Figure 8 shows a side view of another example of a spar body 800.

The spar body 800 comprises a leading edge 801, a trailing edge 803, a top 804, a bottom 805, and an axial side wall 802 extending between the top 804 and the bottom 805 and also extending in a chordwise direction between the leading edge 801 and the trailing edge 803.

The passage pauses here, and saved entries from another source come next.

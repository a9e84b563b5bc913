//! Tenant-scoped order listing.

use axum::{
    extract::State,
    http::StatusCode,
    response::{IntoResponse, Response},
    Extension, Json,
};
use chrono::{DateTime, Utc};
use serde::Serialize;
use tracing::instrument;

use crate::{middleware::tenant::TenantContext, server::AppState};

/// Order summary returned to storefront dashboards.
#[derive(Debug, Serialize)]
pub struct OrderSummary {
    /// Order identifier.
    pub id: String,
    /// Merchant order reference.
    pub reference: String,
    /// Lifecycle status.
    pub status: String,
    /// Total in minor currency units.
    pub amount: i64,
    /// ISO 4217 currency code.
    pub currency: String,
    /// Creation time.
    pub created_at: DateTime<Utc>,
}

/// Lists the tenant's orders, newest first.
///
/// The query carries no tenant filter; the session's row-level-security
/// scope is the only thing confining it, which is exactly the property the
/// platform relies on everywhere else.
#[instrument(name = "list_orders", skip(state, ctx), fields(tenant_id = %ctx.tenant_id))]
pub async fn list_orders(
    State(state): State<AppState>,
    Extension(ctx): Extension<TenantContext>,
) -> Response {
    let mut session = match state.storage.tenant_session(ctx.tenant_id).await {
        Ok(session) => session,
        Err(e) => {
            tracing::error!(error = %e, "failed to open tenant session");
            return StatusCode::INTERNAL_SERVER_ERROR.into_response();
        },
    };

    match state.storage.orders.list(session.connection(), None).await {
        Ok(orders) => {
            let summaries: Vec<OrderSummary> = orders
                .into_iter()
                .map(|order| OrderSummary {
                    id: order.id.to_string(),
                    reference: order.reference,
                    status: order.status.to_string(),
                    amount: order.amount,
                    currency: order.currency,
                    created_at: order.created_at,
                })
                .collect();

            Json(summaries).into_response()
        },
        Err(e) => {
            tracing::error!(error = %e, "failed to list orders");
            StatusCode::INTERNAL_SERVER_ERROR.into_response()
        },
    }
}
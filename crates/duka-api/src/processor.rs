//! Business processing behind webhook ingestion.
//!
//! The ingest handler records the delivery and then hands it to a
//! [`WebhookProcessor`]. The processor is a trait so the commerce side of
//! the platform can evolve independently of the ingestion guarantees; the
//! implementation shipped here confirms order payments.

use std::{future::Future, pin::Pin, sync::Arc};

use duka_core::{OrderStatus, Storage, WebhookEvent};
use serde_json::Value;
use tracing::{debug, info, warn};

use crate::providers;

/// Error from business processing of a recorded webhook.
#[derive(Debug, thiserror::Error)]
#[error("webhook processing failed: {0}")]
pub struct ProcessError(pub String);

/// Consumes recorded webhook events.
///
/// Implementations must be safely retryable: the idempotency layer makes a
/// second invocation for the same event unlikely, but the lock-TTL recovery
/// window makes it possible, so processing the same event twice must not
/// produce a second observable effect.
pub trait WebhookProcessor: Send + Sync + 'static {
    /// Processes one recorded delivery.
    fn process<'a>(
        &'a self,
        event: &'a WebhookEvent,
    ) -> Pin<Box<dyn Future<Output = Result<(), ProcessError>> + Send + 'a>>;
}

/// Marks orders paid when a provider confirms payment.
///
/// A provider callback carries no tenant header, so the order is located
/// through the audited admin session and only then is its tenant known.
/// The status update itself is a no-op when the order is already paid,
/// which is the second line of defense behind the idempotency guard.
pub struct OrderStatusProcessor {
    storage: Storage,
}

impl OrderStatusProcessor {
    /// Creates a processor over the given storage.
    pub fn new(storage: Storage) -> Self {
        Self { storage }
    }
}

impl WebhookProcessor for OrderStatusProcessor {
    fn process<'a>(
        &'a self,
        event: &'a WebhookEvent,
    ) -> Pin<Box<dyn Future<Output = Result<(), ProcessError>> + Send + 'a>> {
        Box::pin(async move {
            let payload: Value = serde_json::from_str(&event.payload)
                .map_err(|e| ProcessError(format!("unparseable recorded payload: {e}")))?;

            if !providers::is_payment_success(event.provider, &event.event_type, &payload) {
                debug!(
                    provider = %event.provider,
                    event_type = %event.event_type,
                    "event is not a payment confirmation; recorded only"
                );
                return Ok(());
            }

            let Some(reference) = providers::payment_reference(event.provider, &payload) else {
                warn!(
                    provider = %event.provider,
                    event_id = %event.event_id,
                    "payment confirmation carries no order reference"
                );
                return Ok(());
            };

            let mut session = self
                .storage
                .admin_session("webhook payment confirmation")
                .await
                .map_err(|e| ProcessError(e.to_string()))?;

            let order = self
                .storage
                .orders
                .find_by_reference(session.connection(), &reference)
                .await
                .map_err(|e| ProcessError(e.to_string()))?;

            let Some(order) = order else {
                warn!(
                    provider = %event.provider,
                    reference,
                    "no order matches the confirmed payment reference"
                );
                return Ok(());
            };

            let updated = self
                .storage
                .orders
                .update_status(session.connection(), order.id, OrderStatus::Paid)
                .await
                .map_err(|e| ProcessError(e.to_string()))?;

            if updated {
                info!(
                    order_id = %order.id,
                    tenant_id = %order.tenant_id,
                    provider = %event.provider,
                    reference,
                    "order marked paid"
                );
            } else {
                debug!(order_id = %order.id, "order already paid; no transition");
            }

            Ok(())
        })
    }
}

/// Processor that records nothing, for wiring tests.
pub struct NoOpProcessor;

impl WebhookProcessor for NoOpProcessor {
    fn process<'a>(
        &'a self,
        _event: &'a WebhookEvent,
    ) -> Pin<Box<dyn Future<Output = Result<(), ProcessError>> + Send + 'a>> {
        Box::pin(async { Ok(()) })
    }
}

/// Convenience alias for shared processor handles.
pub type SharedProcessor = Arc<dyn WebhookProcessor>;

The spar body 800 has a plurality of dams 806 located on, and protruding from, a portion of the axial side wall 802. The plurality of dams 806 acts as flow restricting features. The plurality of dams 806 is located between the leading edge 801 and the trailing edge 803 of the spar body 800, and extends from the top 804 to the bottom 805 of the spar body 800. The plurality of dams 806 may extend across substantially the entire axial side wall 802, or a portion of the axial side wall 802. The height of the plurality of dams 806 may not be uniform across the portion of the axial side wall 802 on which the plurality of dams 806 is located. The plurality of dams 806 may be manufactured by any suitable process. Examples of suitable manufacturing processes may include additive layer manufacturing, or casting or machining grooves into the surface of the axial side wall 802 of the spar body 800. The plurality of dams 806 zigzag as they extend from the top 804 to the bottom 805 of the spar body 800.

In embodiments, the plurality of dams may be straight from the top to the bottom of the spar body. The plurality of dams may be aligned parallel to the leading edge and/or the trailing edge of the spar body.

The example spar bodies 400, 500, 600, 700 may be receivable at least partially within a vane or rotor body.

In a vane or rotor comprising a vane or rotor body with a spar body (e.g. one of example spar bodies 400, 500, 600, 700) received at least partially therein, one or more additional or alternative flow restricting features may be disposed on a portion of an inner surface of the vane or rotor body.

The present disclosure may be applied to rotors as well as to vanes.

The present disclosure may be applied to any turbine, e.g. aircraft gas turbine engines or ground-based power-generating turbines.

In a turbine vane or blade comprising a composite such as a CMC, the or each CMC surface may be left in an as-formed state or may be prepared or finished in any suitable way, e.g. to provide a smoother surface. A smoother surface may provide more consistent sealing and/or better fluid flow properties.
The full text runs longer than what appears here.